Pathfinding is the process of finding a route or a series of steps that leads from a starting point to a destination, while avoiding obstacles. In computer terms, it’s an algorithm that tells a program how to move through a space-like a game map, a robot’s floor plan, or a network-so it can reach a goal efficiently.

Let's break it down

Think of a maze. You stand at the entrance (the start) and want to get to the exit (the goal). Pathfinding algorithms look at each possible move (up, down, left, right, diagonal, etc.), keep track of where they’ve been, and decide which direction brings them closer to the exit. Common steps include:

  • Representing the space as a grid or graph of nodes.
  • Assigning a cost to moving from one node to another.
  • Exploring nodes in an order that tries to minimize total cost.
  • Stopping when the goal node is reached and then retracing the steps taken.

Why does it matter?

Without pathfinding, games would have characters that walk into walls, robots would bump into furniture, and navigation apps would give useless directions.

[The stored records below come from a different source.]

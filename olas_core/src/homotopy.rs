//! Homotopy between two quadratic programs

use num_traits::{Float, Zero, One};
use core::fmt::{Debug, Display, LowerExp};
use core::ops::ControlFlow;
use crate::{LinAlg, QpError, QpResult, QpStatus, SubjectToStatus};
use crate::qp_base::QpBase;

//

/// Solver parameters.
#[derive(Debug, Clone, PartialEq)]
pub struct QpParam<F: Float>
{
    /// Tolerance below which a pivot or a denominator counts as zero.
    pub eps_zero: F,
    /// Tolerance of a new diagonal element of the Cholesky factor to be positive.
    pub eps_pd: F,
    /// Relative tolerance of linear dependence of a newly activated row.
    pub eps_lindep: F,
    /// Tolerance deciding an equality type and a guessed activity.
    pub eps_bound: F,
    /// Half width of the auxiliary box around the auxiliary solution.
    pub bound_relaxation: F,
    /// Magnitude treated as infinity in bound data.
    pub infty: F,
    /// Tolerance of KKT conditions accepted by solution analysis.
    pub eps_kkt: F,
}

impl<F: Float> Default for QpParam<F>
{
    fn default() -> Self
    {
        let ten = F::from(10).unwrap();

        QpParam {
            eps_zero: ten.powi(-16),
            eps_pd: ten.powi(-14),
            eps_lindep: ten.powi(-10),
            eps_bound: ten.powi(-10),
            bound_relaxation: ten.powi(3),
            infty: ten.powi(20),
            eps_kkt: ten.powi(-6),
        }
    }
}

//

/// Working-set change which ends a homotopy step.
#[derive(Debug, Clone, Copy, PartialEq, Eq)]
pub enum StepEvent
{
    /// The full remaining step reached the target QP.
    Full,
    /// Inactive bound reached its limit.
    AddBound(usize, SubjectToStatus),
    /// Multiplier of an active bound reached zero.
    RemoveBound(usize),
    /// Inactive constraint reached its limit.
    AddConstraint(usize, SubjectToStatus),
    /// Multiplier of an active constraint reached zero.
    RemoveConstraint(usize),
}

impl Display for StepEvent {
    fn fmt(&self, f: &mut core::fmt::Formatter<'_>) -> core::fmt::Result {
        match &self {
            StepEvent::Full                     => write!(f, "full step"),
            StepEvent::AddBound(i, s)           => write!(f, "add bound {} at {}", i, s),
            StepEvent::RemoveBound(i)           => write!(f, "remove bound {}", i),
            StepEvent::AddConstraint(i, s)      => write!(f, "add constraint {} at {}", i, s),
            StepEvent::RemoveConstraint(i)      => write!(f, "remove constraint {}", i),
        }
    }
}

/// Record handed to [`IterationCallback`] once per homotopy step.
#[derive(Debug, Clone, Copy, PartialEq)]
pub struct Iteration<F>
{
    /// Iteration index within the current `init` or `hotstart` call.
    pub iter: usize,
    /// Solver status after the step.
    pub status: QpStatus,
    /// Step length taken, `1` for the full step.
    pub tau: F,
    /// Working-set change which ended the step.
    pub event: StepEvent,
    /// Number of free variables.
    pub n_fr: usize,
    /// Number of active constraints.
    pub n_ac: usize,
}

impl<F: LowerExp> Display for Iteration<F> {
    fn fmt(&self, f: &mut core::fmt::Formatter<'_>) -> core::fmt::Result {
        write!(f, "{:4} | {:.3e} | {:3} | {:3} | {} ({})", self.iter, self.tau, self.n_fr, self.n_ac, self.event, self.status)
    }
}

/// Diagnostics callback invoked synchronously once per homotopy step.
///
/// Returning [`ControlFlow::Break`] aborts the solve with [`QpError::UserAbortRequested`].
pub trait IterationCallback<F>
{
    fn iteration(&mut self, it: &Iteration<F>) -> ControlFlow<()>;
}

impl<F, C> IterationCallback<F> for C
where C: FnMut(&Iteration<F>) -> ControlFlow<()>
{
    fn iteration(&mut self, it: &Iteration<F>) -> ControlFlow<()>
    {
        self(it)
    }
}

/// Callback doing nothing.
#[derive(Debug, Clone, Copy, Default)]
pub struct NoCallback;

impl<F> IterationCallback<F> for NoCallback
{
    fn iteration(&mut self, _it: &Iteration<F>) -> ControlFlow<()>
    {
        ControlFlow::Continue(())
    }
}

/// Callback emitting each iteration through `log` at debug level.
#[derive(Debug, Clone, Copy, Default)]
pub struct LogIteration;

impl<F: LowerExp> IterationCallback<F> for LogIteration
{
    fn iteration(&mut self, it: &Iteration<F>) -> ControlFlow<()>
    {
        log::debug!("{}", it);
        ControlFlow::Continue(())
    }
}

//

/// One flavour of the online active set strategy.
///
/// The current data `g0`, `lb0`, `ub0` (and constraint bounds) of [`QpBase`] describe the QP
/// which the current solution and working set solve exactly.
/// Each step moves them along the straight line to the loaded data.
pub(crate) trait Homotopy
{
    type L: LinAlg;

    fn base(&self) -> &QpBase<Self::L>;
    fn base_mut(&mut self) -> &mut QpBase<Self::L>;

    fn n_ac(&self) -> usize;

    fn determine_data_shift(&mut self);
    fn determine_step_direction(&mut self) -> QpResult;
    fn determine_step_length(&self) -> (<Self::L as LinAlg>::F, StepEvent);
    fn perform_step(&mut self, tau: <Self::L as LinAlg>::F, event: StepEvent);
    fn change_active_set(&mut self, event: StepEvent) -> QpResult;
}

/// Runs homotopy steps until the loaded QP is solved or `max_wsr` steps are used.
///
/// Returns the number of steps on success.
/// A failure of a working-set change is fatal and drops the solver to [`QpStatus::NotInitialised`],
/// except a detected infeasibility that leaves the factorizations intact.
/// Any other failure leaves the last intermediate solution and working set in place.
pub(crate) fn solve_homotopy<H, C>(qp: &mut H, max_wsr: usize, cb: &mut C) -> QpResult<usize>
where H: Homotopy, C: IterationCallback<<H::L as LinAlg>::F>, <H::L as LinAlg>::F: Debug + LowerExp
{
    let f1 = <H::L as LinAlg>::F::one();

    log::info!("----- Homotopy");

    qp.base_mut().infeasible = false;
    qp.base_mut().unbounded = false;

    for i in 0.. max_wsr {
        let prev = qp.base().status;
        qp.base_mut().status = QpStatus::PerformingHomotopy;

        qp.determine_data_shift();

        if let Err(e) = qp.determine_step_direction() {
            log::error!("step direction: {}", e);
            // solution and factorizations are untouched
            qp.base_mut().status = match prev {
                QpStatus::Solved => QpStatus::HomotopyQpSolved,
                _ => prev,
            };
            return Err(QpError::StepDirectionDeterminationFailed);
        }

        let (tau, event) = qp.determine_step_length();
        if tau <= <H::L as LinAlg>::F::zero() {
            log::warn!("{}: zero step length", i);
        }

        qp.perform_step(tau, event);

        if event == StepEvent::Full {
            debug_assert!(tau == f1);
            qp.base_mut().status = QpStatus::Solved;

            let it = iteration(qp, i, tau, event);
            log::debug!("{}", it);
            // nothing is left to abort
            let _ = cb.iteration(&it);

            log::info!("----- Solved");
            log::trace!("x: {:?}", qp.base().x);
            log::trace!("y: {:?}", qp.base().y);
            return Ok(i + 1);
        }

        if let Err(e) = qp.change_active_set(event) {
            match e {
                QpError::AddBoundFailedInfeasibility | QpError::AddConstraintFailedInfeasibility => {
                    log::warn!("{}: {}", i, e);
                    if qp.base().status == QpStatus::PerformingHomotopy {
                        qp.base_mut().status = QpStatus::HomotopyQpSolved;
                    }
                    qp.base_mut().infeasible = true;
                    return Err(QpError::HotstartStoppedInfeasibility);
                },
                QpError::HotstartStoppedUnboundedness => {
                    log::warn!("{}: {}", i, e);
                    qp.base_mut().status = QpStatus::NotInitialised;
                    qp.base_mut().unbounded = true;
                    return Err(e);
                },
                _ => {
                    log::error!("{}: {}", i, e);
                    qp.base_mut().status = QpStatus::NotInitialised;
                    return Err(e);
                },
            }
        }

        qp.base_mut().status = QpStatus::HomotopyQpSolved;

        let it = iteration(qp, i, tau, event);
        log::debug!("{}", it);
        if cb.iteration(&it).is_break() {
            log::warn!("{}: {}", i, QpError::UserAbortRequested);
            return Err(QpError::UserAbortRequested);
        }
    }

    log::warn!("{}", QpError::MaxNwsrReached);
    Err(QpError::MaxNwsrReached)
}

fn iteration<H: Homotopy>(qp: &H, i: usize, tau: <H::L as LinAlg>::F, event: StepEvent) -> Iteration<<H::L as LinAlg>::F>
{
    let base = qp.base();

    Iteration {
        iter: i,
        status: base.status,
        tau,
        event,
        n_fr: base.bounds.n_inactive(),
        n_ac: qp.n_ac(),
    }
}

//

#[cfg(test)]
struct StubQp
{
    base: QpBase<crate::FloatGeneric<f64>>,
    direction_fails: bool,
}

#[cfg(test)]
impl Homotopy for StubQp
{
    type L = crate::FloatGeneric<f64>;

    fn base(&self) -> &QpBase<Self::L>
    {
        &self.base
    }

    fn base_mut(&mut self) -> &mut QpBase<Self::L>
    {
        &mut self.base
    }

    fn n_ac(&self) -> usize
    {
        0
    }

    fn determine_data_shift(&mut self) {}

    fn determine_step_direction(&mut self) -> QpResult
    {
        if self.direction_fails {Err(QpError::DivByZero)} else {Ok(())}
    }

    fn determine_step_length(&self) -> (f64, StepEvent)
    {
        (0.5, StepEvent::AddBound(0, SubjectToStatus::Lower))
    }

    fn perform_step(&mut self, _tau: f64, _event: StepEvent) {}

    fn change_active_set(&mut self, _event: StepEvent) -> QpResult
    {
        // working set already changed when infeasibility shows up
        self.base.status = QpStatus::NotInitialised;
        Err(QpError::AddBoundFailedInfeasibility)
    }
}

#[test]
fn test_homotopy1()
{
    let mut qp = StubQp {
        base: QpBase::new(1, 0),
        direction_fails: true,
    };

    qp.base.status = QpStatus::Solved;
    assert_eq!(solve_homotopy(&mut qp, 5, &mut NoCallback), Err(QpError::StepDirectionDeterminationFailed));
    assert_eq!(qp.base.status, QpStatus::HomotopyQpSolved);

    qp.base.status = QpStatus::AuxiliaryQpSolved;
    assert_eq!(solve_homotopy(&mut qp, 5, &mut NoCallback), Err(QpError::StepDirectionDeterminationFailed));
    assert_eq!(qp.base.status, QpStatus::AuxiliaryQpSolved);
}

#[test]
fn test_homotopy2()
{
    let mut qp = StubQp {
        base: QpBase::new(1, 0),
        direction_fails: false,
    };

    qp.base.status = QpStatus::Solved;
    assert_eq!(solve_homotopy(&mut qp, 5, &mut NoCallback), Err(QpError::HotstartStoppedInfeasibility));
    assert!(qp.base.infeasible);
    assert_eq!(qp.base.status, QpStatus::NotInitialised);
}
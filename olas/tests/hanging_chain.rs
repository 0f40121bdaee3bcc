use float_eq::assert_float_eq;
use olas::prelude::*;
use olas::*;

type La = FloatGeneric<f64>;

type AMatBuild = MatBuild<f64>;
type AQProblem = QProblem<La>;

//

/// Chain of `nodes` unit masses linked by unit springs,
/// both ends hung at height `1`, each link midpoint kept above the ground at height `ground`.
fn chain(nodes: usize, gravity: f64, ground: f64) -> AQProblem
{
    let n = nodes;
    let m = nodes - 1;

    // spring energy sum_j (z_{j+1} - z_j)^2 / 2
    let mut mat_h = AMatBuild::new(n, n);
    for j in 0.. m {
        mat_h[(j, j)] += 1.;
        mat_h[(j + 1, j + 1)] += 1.;
        mat_h[(j, j + 1)] -= 1.;
        mat_h[(j + 1, j)] -= 1.;
    }
    log::debug!("H: {}", mat_h);

    let vec_g = vec![gravity; n];

    let mut vec_lb = vec![-10.; n];
    let mut vec_ub = vec![10.; n];
    vec_lb[0] = 1.;
    vec_ub[0] = 1.;
    vec_lb[n - 1] = 1.;
    vec_ub[n - 1] = 1.;

    // (z_j + z_{j+1}) / 2 >= ground
    let mat_a = AMatBuild::new(m, n).by_fn(|r, c| {
        if c == r || c == r + 1 {0.5} else {0.}
    });

    let mut qp = AQProblem::new(n, m);
    qp.set_h(mat_h.as_ref()).unwrap();
    qp.set_g(&vec_g).unwrap();
    qp.set_a(mat_a.as_ref()).unwrap();
    qp.set_bounds(&vec_lb, &vec_ub).unwrap();
    qp.set_constraint_bounds(&vec![ground; m], &vec![f64::INFINITY; m]).unwrap();
    qp
}

//

#[test]
fn test_chain1()
{
    let _ = env_logger::builder().is_test(true).try_init();

    let n = 10;
    let m = 9;
    let mut qp = chain(n, 0.1, 0.5);

    // hanging freely the chain would sag down to 0
    let nwsr = qp.init(n + m, LogIteration).unwrap();
    println!("nwsr {}", nwsr);

    assert!(qp.is_solved());
    assert!(nwsr <= n + m);
    qp.check_kkt().unwrap();

    assert_eq!(qp.bounds().kind(0), SubjectToType::Equality);
    assert_eq!(qp.bounds().kind(n - 1), SubjectToType::Equality);

    let z_ref = [
        1., 11. / 15., 17. / 30., 0.5, 0.5,
        0.5, 0.5, 17. / 30., 11. / 15., 1.,
    ];
    assert_float_eq!(qp.x(), z_ref.as_ref(), abs_all <= 1e-9);

    // the three middle links rest on the ground
    for j in 0.. m {
        let expected = if (3..= 5).contains(&j) {SubjectToStatus::Lower} else {SubjectToStatus::Inactive};
        assert_eq!(qp.constraints().status(j), expected);
    }
    assert_eq!(qp.n_ac(), 3);
    assert_float_eq!(&qp.y()[n + 3.. n + 6], [1. / 15., 2. / 15., 1. / 15.].as_ref(), abs_all <= 1e-9);
}

//

#[test]
fn test_chain2()
{
    let _ = env_logger::builder().is_test(true).try_init();

    let n = 10;
    let m = 9;
    let mut qp = chain(n, 0.1, 0.5);
    qp.init(n + m, NoCallback).unwrap();

    // lowering the ground releases the chain step by step
    for k in 1..= 6 {
        let ground = 0.55 - 0.1 * k as f64;
        qp.set_lba(&vec![ground; m]).unwrap();

        let nwsr = qp.hotstart(n + m, LogIteration).unwrap();
        log::info!("ground {:.2}: nwsr {}, n_ac {}", ground, nwsr, qp.n_ac());

        qp.check_kkt().unwrap();
        for j in 0.. m {
            let mid = (qp.x()[j] + qp.x()[j + 1]) / 2.;
            assert!(mid >= ground - 1e-9);
        }
    }

    // ground far below: free parabola
    assert_eq!(qp.n_ac(), 0);
    for i in 0.. n {
        let z = 1. + 0.05 * (i * i) as f64 - 0.45 * i as f64;
        assert_float_eq!(qp.x()[i], z, abs <= 1e-9);
    }
}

Good pathfinding makes virtual worlds feel realistic, helps autonomous machines move safely, and saves time and resources in logistics and transportation.

Where is it used?

  • Video games (enemy AI, NPC movement, puzzle solving)
  • Robotics (vacuum cleaners, warehouse robots, drones)
  • Mapping and navigation apps (Google Maps, GPS routing)
  • Network routing (finding optimal data paths)
  • Logistics and supply chain (optimizing delivery routes)

Good things about it

  • Enables realistic and intelligent movement in digital environments.
  • Improves efficiency, saving time, fuel, or computational resources.
  • Can be adapted to many different spaces: 2D grids, 3D worlds, or abstract graphs.
  • Many well‑studied algorithms (A*, Dijkstra, BFS) make implementation easier.

Not-so-good things

  • Complex environments can make calculations slow, especially on limited hardware.
  • Some algorithms may get stuck in local minima or produce sub‑optimal routes.
  • Requires a good representation of the space; inaccurate maps lead to bad paths.
  • Real‑time pathfinding for many agents simultaneously can be challenging to scale.